Il Procuratore di Marsala, Asaro: “La legge antimafia è ancora efficace?"
La mafia cambia, si adatta, investe in supermercati, criptovalute e centri commerciali. E' fluida, non geolocalizzata. Ma lo Stato ha ancora le armi giuste per contrastarla?
È la domanda al centro dell’incontro “L’attuale legislazione antimafia è appropriata a contrastare la mafia?”, tenutosi nella sala conferenze del Museo Archeologico Lilibeo, nell’ambito della rassegna “Ricordando Paolo Borsellino – come seguire il suo esempio”.
A rispondere, con dati, storia e passione civile, è stato il Procuratore della Repubblica di Marsala, Fernando Asaro, che ha ripercorso l’origine e l’efficacia della normativa antimafia, con particolare attenzione all’articolo 416 bis del codice penale. Una norma nata dal sangue – quello di Pio La Torre e del Generale Dalla Chiesa – che oggi, più di quarant’anni dopo, si dimostra ancora attuale. Ma da sola, avverte Asaro, non basta.
Perché a fare la differenza, più delle leggi, è la coscienza collettiva. Quella dei cittadini.
Una norma nata dal sacrificio
Il Procuratore Asaro ha definito l’articolo 416 bis “una pietra miliare” della lotta alla mafia. Introdotto nel 1982, pochi giorni dopo l’uccisione del Generale Carlo Alberto Dalla Chiesa, fu fortemente voluto da Pio La Torre, assassinato qualche mese prima. Senza quella norma – ha detto Asaro – oggi non si potrebbe nemmeno parlare di mafia in termini giuridici.
La legge definisce il reato di associazione mafiosa e i suoi scopi: guadagno economico, controllo del voto, dominio sul territorio. Una definizione che, nonostante il passare degli anni, resta ancora attuale e applicabile anche alle cosiddette “nuove mafie”, come quella nigeriana, riconosciuta ufficialmente dalla Cassazione nel 2023.
Prevenzione e giustizia: i pilastri del contrasto
Oltre al 416 bis, Asaro ha ricordato l’importanza delle misure di prevenzione patrimoniale e della legge sui collaboratori di giustizia, voluta da Giovanni Falcone e Paolo Borsellino nel 1991. Strumenti che, insieme alle intercettazioni, hanno portato negli anni a centinaia di arresti nella provincia di Trapani e in tutta la Sicilia.
È anche attraverso queste misure che lo Stato ha potuto colpire la mafia nel cuore del suo potere: i soldi.

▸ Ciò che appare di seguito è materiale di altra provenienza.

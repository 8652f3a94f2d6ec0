// Copyright (c) 2025 sbksba
//
// This software is licensed under the terms of the MIT License.
// See the LICENSE file in the project root for the full license text.
//! Route guards. A guard never fails: every navigation attempt is either
//! allowed or redirected.

use crate::navigator::{HOME_PATH, Navigator, login_redirect};
use crate::session::{Session, SessionState};
use tracing::debug;

#[derive(Debug, Clone, PartialEq, Eq)]
pub enum GuardDecision {
    Allow,
    Redirect(String),
}

pub trait RouteGuard {
    fn can_activate(&self, target: &str) -> GuardDecision;
}

/// Protected views: any signed-in user.
pub struct AuthGuard {
    session: Session,
}

impl AuthGuard {
    pub fn new(session: Session) -> Self {
        Self { session }
    }
}

impl RouteGuard for AuthGuard {
    fn can_activate(&self, target: &str) -> GuardDecision {
        if self.session.is_authenticated() {
            GuardDecision::Allow
        } else {
            debug!("No credential for {}, redirecting to login.", target);
            GuardDecision::Redirect(login_redirect(target))
        }
    }
}

/// Admin-only views. Signed-in users without the admin role are sent home,
/// not to the login view.
pub struct AdminGuard {
    session: Session,
}

impl AdminGuard {
    pub fn new(session: Session) -> Self {
        Self { session }
    }
}

impl RouteGuard for AdminGuard {
    fn can_activate(&self, target: &str) -> GuardDecision {
        match self.session.state() {
            SessionState::AuthenticatedAdmin => GuardDecision::Allow,
            SessionState::AuthenticatedNonAdmin => {
                debug!("{} requires the admin role, redirecting home.", target);
                GuardDecision::Redirect(HOME_PATH.to_string())
            }
            SessionState::Unauthenticated => GuardDecision::Redirect(login_redirect(target)),
        }
    }
}

/// Runs `guard` for `target` and moves `navigator` to wherever it decides.
/// Returns whether the target was reached.
pub fn navigate_guarded(guard: &dyn RouteGuard, navigator: &dyn Navigator, target: &str) -> bool {
    match guard.can_activate(target) {
        GuardDecision::Allow => {
            navigator.navigate(target);
            true
        }
        GuardDecision::Redirect(to) => {
            navigator.navigate(&to);
            false
        }
    }
}
// Copyright (c) 2025 sbksba
//
// This software is licensed under the terms of the MIT License.
// See the LICENSE file in the project root for the full license text.
use anyhow::{Context, Result};
use chrono::Duration;
use std::net::SocketAddr;

const DEFAULT_DB_URL: &str = "sqlite://database/taskboard.db";
const DEFAULT_BIND_ADDR: &str = "0.0.0.0:3000";
const DEFAULT_TOKEN_TTL_MINUTES: i64 = 12 * 60;
const MAX_TOKEN_TTL_MINUTES: i64 = 366 * 24 * 60;

/// Credentials of the superadmin account created on startup when missing.
#[derive(Debug, Clone)]
pub struct BootstrapAdmin {
    pub email: String,
    pub password: String,
}

/// Server settings, read from `TASKBOARD_*` environment variables.
#[derive(Debug, Clone)]
pub struct ServerConfig {
    pub database_url: String,
    pub bind_addr: SocketAddr,
    pub token_secret: Vec<u8>,
    pub token_ttl: Duration,
    pub bootstrap_admin: Option<BootstrapAdmin>,
}

impl ServerConfig {
    pub fn from_env() -> Result<Self> {
        Self::from_lookup(|key| std::env::var(key).ok())
    }

    /// Builds the configuration from any key lookup, so tests don't have to touch the process environment.
    pub fn from_lookup(lookup: impl Fn(&str) -> Option<String>) -> Result<Self> {
        let database_url =
            lookup("TASKBOARD_DATABASE_URL").unwrap_or_else(|| DEFAULT_DB_URL.to_string());

        let bind_addr = lookup("TASKBOARD_BIND_ADDR")
            .unwrap_or_else(|| DEFAULT_BIND_ADDR.to_string())
            .parse()
            .context("TASKBOARD_BIND_ADDR is not a valid socket address")?;

        let token_secret = match lookup("TASKBOARD_TOKEN_SECRET") {
            Some(secret) if !secret.is_empty() => secret.into_bytes(),
            _ => {
                tracing::warn!(
                    "TASKBOARD_TOKEN_SECRET is not set; using a random secret. Issued tokens will not survive a restart."
                );
                random_secret()?
            }
        };

        let ttl_minutes = match lookup("TASKBOARD_TOKEN_TTL_MINUTES") {
            Some(raw) => raw
                .parse::<i64>()
                .context("TASKBOARD_TOKEN_TTL_MINUTES must be an integer")?,
            None => DEFAULT_TOKEN_TTL_MINUTES,
        };
        if !(1..=MAX_TOKEN_TTL_MINUTES).contains(&ttl_minutes) {
            anyhow::bail!(
                "TASKBOARD_TOKEN_TTL_MINUTES must be between 1 and {}",
                MAX_TOKEN_TTL_MINUTES
            );
        }
        let token_ttl = Duration::try_minutes(ttl_minutes)
            .context("TASKBOARD_TOKEN_TTL_MINUTES is out of range")?;

        let bootstrap_admin = match (
            lookup("TASKBOARD_ADMIN_EMAIL"),
            lookup("TASKBOARD_ADMIN_PASSWORD"),
        ) {
            (Some(email), Some(password)) => Some(BootstrapAdmin { email, password }),
            _ => None,
        };

        Ok(Self {
            database_url,
            bind_addr,
            token_secret,
            token_ttl,
            bootstrap_admin,
        })
    }
}

fn random_secret() -> Result<Vec<u8>> {
    let mut bytes = vec![0u8; 32];
    getrandom::getrandom(&mut bytes).context("Failed to generate a token secret")?;
    Ok(bytes)
}

#[cfg(test)]
mod tests {
    use super::*;
    use std::collections::HashMap;

    fn lookup_from(pairs: &[(&str, &str)]) -> impl Fn(&str) -> Option<String> {
        let map: HashMap<String, String> = pairs
            .iter()
            .map(|(k, v)| (k.to_string(), v.to_string()))
            .collect();
        move |key| map.get(key).cloned()
    }

    #[test]
    fn test_defaults() {
        let config = ServerConfig::from_lookup(lookup_from(&[])).unwrap();
        assert_eq!(config.database_url, DEFAULT_DB_URL);
        assert_eq!(config.bind_addr.port(), 3000);
        assert_eq!(config.token_secret.len(), 32);
        assert_eq!(config.token_ttl, Duration::hours(12));
        assert!(config.bootstrap_admin.is_none());
    }

    #[test]
    fn test_overrides() {
        let config = ServerConfig::from_lookup(lookup_from(&[
            ("TASKBOARD_DATABASE_URL", "sqlite::memory:"),
            ("TASKBOARD_BIND_ADDR", "127.0.0.1:8080"),
            ("TASKBOARD_TOKEN_SECRET", "s3cret"),
            ("TASKBOARD_TOKEN_TTL_MINUTES", "5"),
            ("TASKBOARD_ADMIN_EMAIL", "root@example.com"),
            ("TASKBOARD_ADMIN_PASSWORD", "hunter22"),
        ]))
        .unwrap();
        assert_eq!(config.database_url, "sqlite::memory:");
        assert_eq!(config.bind_addr.to_string(), "127.0.0.1:8080");
        assert_eq!(config.token_secret, b"s3cret".to_vec());
        assert_eq!(config.token_ttl, Duration::minutes(5));
        assert_eq!(config.bootstrap_admin.unwrap().email, "root@example.com");
    }

    #[test]
    fn test_rejects_bad_values() {
        assert!(ServerConfig::from_lookup(lookup_from(&[("TASKBOARD_BIND_ADDR", "nowhere")])).is_err());
        assert!(
            ServerConfig::from_lookup(lookup_from(&[("TASKBOARD_TOKEN_TTL_MINUTES", "0")])).is_err()
        );
        let huge_values = ["200000000000".to_string(), i64::MAX.to_string()];
        for huge in &huge_values {
            assert!(
                ServerConfig::from_lookup(lookup_from(&[(
                    "TASKBOARD_TOKEN_TTL_MINUTES",
                    huge.as_str()
                )]))
                .is_err(),
                "{huge}"
            );
        }
        let year = MAX_TOKEN_TTL_MINUTES.to_string();
        let config = ServerConfig::from_lookup(lookup_from(&[(
            "TASKBOARD_TOKEN_TTL_MINUTES",
            year.as_str(),
        )]))
        .unwrap();
        assert_eq!(config.token_ttl, Duration::days(366));
    }
}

Ma il prezzo pagato è stato alto. Asaro ha ricordato il terribile caso del piccolo Giuseppe Di Matteo, figlio di un collaboratore di giustizia, ucciso per vendetta. Una tragedia che mostra quanto la mafia continui a essere brutale, anche di fronte a un bambino.
La vera sfida? La società civile
Secondo il Procuratore, però, il nodo centrale resta la responsabilità collettiva. Le leggi ci sono, gli strumenti anche. Quello che manca è la partecipazione attiva della cittadinanza.
“Le porte della Procura sono sempre aperte”, ha detto Asaro, “ma non c’è fila”. Le denunce spontanee da parte dei cittadini sono ancora troppo poche, e spesso la mafia viene ancora venerata, come mostrano intercettazioni in cui Matteo Messina Denaro veniva paragonato a un santo.
Serve quindi un cambiamento culturale profondo. Un “movimento morale”, per usare le parole di Paolo Borsellino, che coinvolga tutti. Perché – ha concluso Asaro – “non basta aver costruito un’autostrada della legalità: dobbiamo farne buona manutenzione, percorrerla ogni giorno”.